3.1. Caddy as a Webserver
Websites are just files on another computer which are processed to look good on your screen. Those files will be served to you upon your request. The webserver is responsible to serve you the correct files. Common webservers are Apache Webserver or NGINX. However Caddy is also a very viable option. It is a lightweight webserver with automated TLS certification and a very easy to understand configuration. Although i did not work with any other webservers yet it was very easy for me to dive into Caddy. It can be downloaded under caddyserver.com/.
3.2. MySQL and MariaDB as database
With WordPress you don’t save every website in a single file. Every content you create, a blog post, website or category tag is saved into a database. WordPress then utilizes PHP to query the database and output the content onto the template hence it is a content management system. WordPress officially supports the open source database management system MySQL. However you can also use MariaDB since it is a fork of MySQL and can be used as a stand in. There is some historical reason for this forking and although the developers of MariaDB try to synchronize with MySQL in the future some features might be different. For more read this blog post at blog.panoply.io.
PHP is a scripting language and is usually a module which the server calls to interpret scripts on the server side to serve the output to the requested Client. Normally that module would sit on the webserver. However in the case of PHP-FPM the modules are implemented on a separate server. The webserver can then forward the PHP request to that separate module. This again brings the advantage of scalability. In our case it is not really necessary but just a nice practice to separate every service. A small advantage is that we can then update every component independently. It would come handy if you have a raspberry cluster and separate the PHP engine to another node. For further readings refer to hostek.com.
4. Important files of our WordPress installation
We finished defining our services . At this point i want to explicitly again draw attention to the statelessness of our containers. This means we have to “save” important data to our host system by mounting directories to the container (Telling the container it has to link a specific folder inside the container to a folder outside of the container. If files are getting saved into the folder inside that container it will automatically save them at the host file system). Important files will be:
- database related data
- wordpress including the installation, plugins, themes, etc…

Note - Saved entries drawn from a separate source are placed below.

use std::collections::BTreeMap;

use serde::Serialize;

use crate::market::{Side, Trade};
use crate::types::{Energy, Price, Product, Seconds};

// === ACCUMULATORS ===

/// Cleared quantity with its volume-weighted average price.
#[derive(Debug, Clone, Copy, Default, PartialEq, Serialize)]
pub struct Accumulator {
    pub quantity: Energy,
    pub price: Price,
}

/// Identifies the per-market accumulator of one product type.
#[derive(Debug, Clone, PartialEq, Eq, PartialOrd, Ord, Hash, Serialize)]
pub struct MarketSlot {
    pub product_type: Seconds,
    pub market: String,
}

/// Weighted mean of two price/quantity pairs; the new price alone when no weight exists yet.
fn weighted(held: Energy, held_price: Price, quantity: Energy, price: Price) -> Price {
    let total = held + quantity;
    if total == 0.0 {
        price
    } else {
        (held * held_price + quantity * price) / total
    }
}

// === PERIOD RECORD ===

/// Everything a trader knows about one delivery period.
#[derive(Debug, Clone, Default, PartialEq, Serialize)]
pub struct PeriodRecord {
    pub cleared_energy_pos: Energy,
    pub cleared_energy_neg: Energy,
    pub real_energy_pos: Energy,
    pub real_energy_neg: Energy,
    pub price_pos: Price,
    pub price_neg: Price,
    pub markets: BTreeMap<MarketSlot, Accumulator>,
}

impl PeriodRecord {
    /// Empty record with an accumulator for every market/product pair.
    pub fn with_markets<'a>(
        markets: impl IntoIterator<Item = &'a str>,
        product_types: &[Seconds],
    ) -> Self {
        let mut record = Self::default();
        for market in markets {
            for &product_type in product_types {
                record.markets.insert(
                    MarketSlot {
                        product_type,
                        market: market.to_string(),
                    },
                    Accumulator::default(),
                );
            }
        }
        record
    }

    /// Zero every value, keeping the market accumulators in place.
    pub fn reset(&mut self) {
        self.cleared_energy_pos = 0.0;
        self.cleared_energy_neg = 0.0;
        self.real_energy_pos = 0.0;
        self.real_energy_neg = 0.0;
        self.price_pos = 0.0;
        self.price_neg = 0.0;
        for acc in self.markets.values_mut() {
            *acc = Accumulator::default();
        }
    }

    /// Net cleared energy, positive when selling.
    pub fn cleared(&self) -> Energy {
        self.cleared_energy_pos - self.cleared_energy_neg
    }

    /// Net metered energy, positive when delivering.
    pub fn real(&self) -> Energy {
        self.real_energy_pos - self.real_energy_neg
    }

    /// Book `quantity` bought (`Buy`, into `_neg`) or sold (`Sell`, into `_pos`) at `price` on
    /// `market`.
    ///
    /// The side price is a running VWAP. The market accumulator is shared by both sides and
    /// restarts at `price` whenever the side had nothing cleared yet.
    pub fn book(
        &mut self,
        side: Side,
        product_type: Seconds,
        market: &str,
        quantity: Energy,
        price: Price,
    ) {
        let (cleared, side_price) = match side {
            Side::Buy => (&mut self.cleared_energy_neg, &mut self.price_neg),
            Side::Sell => (&mut self.cleared_energy_pos, &mut self.price_pos),
        };
        let acc = self
            .markets
            .entry(MarketSlot {
                product_type,
                market: market.to_string(),
            })
            .or_default();

        if *cleared != 0.0 {
            *side_price = weighted(*cleared, *side_price, quantity, price);
            acc.price = weighted(acc.quantity, acc.price, quantity, price);
        } else {
            *side_price = price;
            acc.price = price;
        }
        *cleared += quantity;
        acc.quantity += quantity;
    }
}

// === TRADING TABLE ===

/// Fixed ring of period records. Logical index 0 is the period currently delivering.
#[derive(Debug, Clone)]
pub struct TradingTable {
    slots: Vec<PeriodRecord>,
    head: usize,
}

impl TradingTable {
    pub fn new(horizon: usize, template: PeriodRecord) -> Self {
        Self {
            slots: vec![template; horizon.max(1)],
            head: 0,
        }
    }

    pub fn horizon(&self) -> usize {
        self.slots.len()
    }

    fn physical(&self, idx: usize) -> usize {
        (self.head + idx) % self.slots.len()
    }

    pub fn get(&self, idx: usize) -> Option<&PeriodRecord> {
        (idx < self.slots.len()).then(|| &self.slots[self.physical(idx)])
    }

    pub fn get_mut(&mut self, idx: usize) -> Option<&mut PeriodRecord> {
        if idx < self.slots.len() {
            let at = self.physical(idx);
            Some(&mut self.slots[at])
        } else {
            None
        }
    }

    pub fn current(&self) -> &PeriodRecord {
        &self.slots[self.head]
    }

    pub fn current_mut(&mut self) -> &mut PeriodRecord {
        &mut self.slots[self.head]
    }

    /// Records in logical order.
    pub fn iter(&self) -> impl Iterator<Item = &PeriodRecord> {
        (0..self.slots.len()).map(move |i| &self.slots[self.physical(i)])
    }

    /// One value per logical slot in `range`, clipped to the horizon.
    pub fn column(
        &self,
        range: std::ops::Range<usize>,
        f: impl Fn(&PeriodRecord) -> f64,
    ) -> Vec<f64> {
        let end = range.end.min(self.slots.len());
        (range.start.min(end)..end)
            .map(|i| f(&self.slots[self.physical(i)]))
            .collect()
    }

    /// Hand out the current period and recycle its slot as the new tail.
    pub fn close_period(&mut self) -> PeriodRecord {
        let closed = self.slots[self.head].clone();
        self.slots[self.head].reset();
        self.head = (self.head + 1) % self.slots.len();
        closed
    }
}

// === LONGTIME LOG ===

/// Imbalance billed against one network.
#[derive(Debug, Clone, Copy, Default, PartialEq, Serialize)]
pub struct BalancingEntry {
    pub energy: Energy,
    /// Cost per unit of imbalance, zero when balanced.
    pub cost: Price,
}

impl BalancingEntry {
    /// Price an imbalance: surplus at `price_pos`, shortfall at `price_neg`.
    pub fn settle(energy: Energy, price_pos: Price, price_neg: Price) -> Self {
        let total = if energy >= 0.0 {
            energy * price_pos
        } else {
            energy * price_neg
        };
        let cost = if energy != 0.0 { total / energy } else { 0.0 };
        Self { energy, cost }
    }
}

/// An archived period.
#[derive(Debug, Clone, PartialEq, Serialize)]
pub struct LongtimeRow {
    pub time: Seconds,
    pub scenario_time: Seconds,
    pub record: PeriodRecord,
    /// Keyed by network (system) name.
    pub balancing: BTreeMap<String, BalancingEntry>,
}

/// One value of an exported ledger row.
#[derive(Debug, Clone, Copy, PartialEq, Serialize)]
#[serde(untagged)]
pub enum Cell {
    Int(u64),
    Float(f64),
    Null,
}

pub type LedgerRow = BTreeMap<String, Cell>;

impl LongtimeRow {
    pub fn to_row(&self) -> LedgerRow {
        let r = &self.record;
        let mut row = LedgerRow::new();
        row.insert("time".into(), Cell::Int(self.time));
        row.insert("scenario_time".into(), Cell::Int(self.scenario_time));
        for (name, value) in [
            ("cleared_energy_pos", r.cleared_energy_pos),
            ("cleared_energy_neg", r.cleared_energy_neg),
            ("real_energy_pos", r.real_energy_pos),
            ("real_energy_neg", r.real_energy_neg),
            ("price_pos", r.price_pos),
            ("price_neg", r.price_neg),
        ] {
            row.insert(name.into(), Cell::Float(value));
        }
        for (slot, acc) in &r.markets {
            let key = format!("{}_{}", slot.product_type, slot.market);
            row.insert(format!("price_{key}"), Cell::Float(acc.price));
            row.insert(key, Cell::Float(acc.quantity));
        }
        for (system, entry) in &self.balancing {
            row.insert(format!("balancing_energy_{system}"), Cell::Float(entry.energy));
            row.insert(format!("cost_balancing_energy_{system}"), Cell::Float(entry.cost));
        }
        row
    }
}

/// A trader's full history: the live window and everything already delivered.
#[derive(Debug, Clone)]
pub struct Ledger {
    pub table: TradingTable,
    pub longtime: Vec<LongtimeRow>,
}

impl Ledger {
    pub fn new(horizon: usize, template: PeriodRecord) -> Self {
        Self {
            table: TradingTable::new(horizon, template),
            longtime: Vec::new(),
        }
    }

    /// Archive the current period at `time`.
    pub fn close_period(&mut self, time: Seconds, scenario_time: Seconds) {
        let record = self.table.close_period();
        self.longtime.push(LongtimeRow {
            time,
            scenario_time,
            record,
            balancing: BTreeMap::new(),
        });
    }

    /// Spread a trade evenly across the slots its product delivers into.
    pub fn book_trade(&mut self, trade: &Trade, trading_time: Seconds) {
        let slots = trade.product.slots(trading_time);
        if slots.is_empty() {
            return;
        }
        let share = trade.quantity / slots.len() as f64;
        for idx in slots {
            if let Some(record) = self.table.get_mut(idx) {
                record.book(
                    trade.side,
                    trade.product.product_type,
                    &trade.sender_id,
                    share,
                    trade.price,
                );
            }
        }
    }

    pub fn last_row(&self) -> Option<&LongtimeRow> {
        self.longtime.last()
    }

    pub fn last_row_mut(&mut self) -> Option<&mut LongtimeRow> {
        self.longtime.last_mut()
    }

    pub fn to_rows(&self) -> Vec<LedgerRow> {
        self.longtime.iter().map(LongtimeRow::to_row).collect()
    }
}

// === MARKET LOG ===

/// Settlement summary of one clearing.
#[derive(Debug, Clone, PartialEq, Serialize)]
pub struct MarketLogRow {
    pub time: Seconds,
    pub product: Product,
    pub quantity: Energy,
    /// Volume-weighted buy price, `None` when nothing cleared.
    pub price: Option<Price>,
}

impl MarketLogRow {
    pub fn to_row(&self) -> LedgerRow {
        let mut row = LedgerRow::new();
        row.insert("time".into(), Cell::Int(self.time));
        row.insert("product_type".into(), Cell::Int(self.product.product_type));
        row.insert("lead_time".into(), Cell::Int(self.product.lead_time));
        row.insert("quantity".into(), Cell::Float(self.quantity));
        row.insert(
            "price".into(),
            self.price.map(Cell::Float).unwrap_or(Cell::Null),
        );
        row
    }
}

#[cfg(test)]
mod tests {
    use super::*;

    fn trade(side: Side, product: Product, quantity: f64, price: f64) -> Trade {
        Trade {
            sender_id: "heat".into(),
            receiver_id: "chp".into(),
            side,
            product,
            quantity,
            price,
        }
    }

    #[test]
    fn ring_keeps_horizon_and_archives_in_order() {
        let mut ledger = Ledger::new(4, PeriodRecord::with_markets(["heat"], &[900]));
        for step in 0..6u64 {
            ledger.table.current_mut().real_energy_pos = step as f64;
            ledger.close_period(step * 900, step * 900);
        }

        assert_eq!(ledger.longtime.len(), 6);
        assert_eq!(ledger.table.horizon(), 4);
        let archived: Vec<f64> = ledger
            .longtime
            .iter()
            .map(|r| r.record.real_energy_pos)
            .collect();
        assert_eq!(archived, vec![0.0, 1.0, 2.0, 3.0, 4.0, 5.0]);
        // recycled slots come back zeroed
        assert!(ledger.table.iter().all(|r| r.real_energy_pos == 0.0));
    }

    #[test]
    fn long_product_trade_spreads_over_its_slots() {
        let mut ledger = Ledger::new(5, PeriodRecord::default());
        ledger.book_trade(&trade(Side::Sell, Product::new(3600, 900), 8.0, 0.05), 900);

        let cleared = ledger.table.column(0..5, |r| r.cleared_energy_pos);
        assert_eq!(cleared, vec![0.0, 2.0, 2.0, 2.0, 2.0]);
        let acc = ledger.table.get(1).map(|r| r.markets.clone()).unwrap_or_default();
        let slot = MarketSlot {
            product_type: 3600,
            market: "heat".into(),
        };
        assert!((acc[&slot].quantity - 2.0).abs() < 1e-9);
    }

    #[test]
    fn side_price_is_volume_weighted() {
        let mut record = PeriodRecord::default();
        record.book(Side::Buy, 900, "heat", 2.0, 0.10);
        record.book(Side::Buy, 900, "heat", 6.0, 0.06);

        assert!((record.cleared_energy_neg - 8.0).abs() < 1e-9);
        assert!(
            (record.price_neg - 0.07).abs() < 1e-9,
            "vwap should be 0.07, got {:.4}",
            record.price_neg
        );
        assert_eq!(record.cleared_energy_pos, 0.0);
    }

    #[test]
    fn balancing_surplus_uses_positive_price() {
        let entry = BalancingEntry::settle(3.0, 0.2, 0.1);
        assert!((entry.energy - 3.0).abs() < 1e-9);
        assert!((entry.cost - 0.2).abs() < 1e-9);

        let short = BalancingEntry::settle(-2.0, 0.2, 0.1);
        assert!((short.cost - 0.1).abs() < 1e-9);

        assert_eq!(BalancingEntry::settle(0.0, 0.2, 0.1).cost, 0.0);
    }

    #[test]
    fn exported_row_names_market_and_balancing_columns() {
        let mut ledger = Ledger::new(2, PeriodRecord::with_markets(["heat"], &[900]));
        ledger.close_period(900, 3600);
        if let Some(row) = ledger.last_row_mut() {
            row.balancing
                .insert("heat".into(), BalancingEntry::settle(1.0, 0.3, 0.1));
        }

        let row = ledger.to_rows().remove(0);
        assert_eq!(row["scenario_time"], Cell::Int(3600));
        assert_eq!(row["900_heat"], Cell::Float(0.0));
        assert_eq!(row["price_900_heat"], Cell::Float(0.0));
        assert_eq!(row["balancing_energy_heat"], Cell::Float(1.0));
    }
}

- caddy webserver configuration
- a folder for saving certificates to serve HTTPS
5. The Raspberry Pi
The Raspberry Pi is a powerful small mini Computer . The biggest difference between it and other computers is, it utilizes different processing instructions. Normally that is not a problem but in our case we want to work with Docker. Using the Dockerfile, images are being built with their respective binaries. This means, that images which work on (e.g.) an Intel processor will not work on our Raspberry Pi’s ARM architecture. This can prove problematic in finding the right software version. For example i did not find any ready to use MySQL v7 image which is why i switched to MariaDB.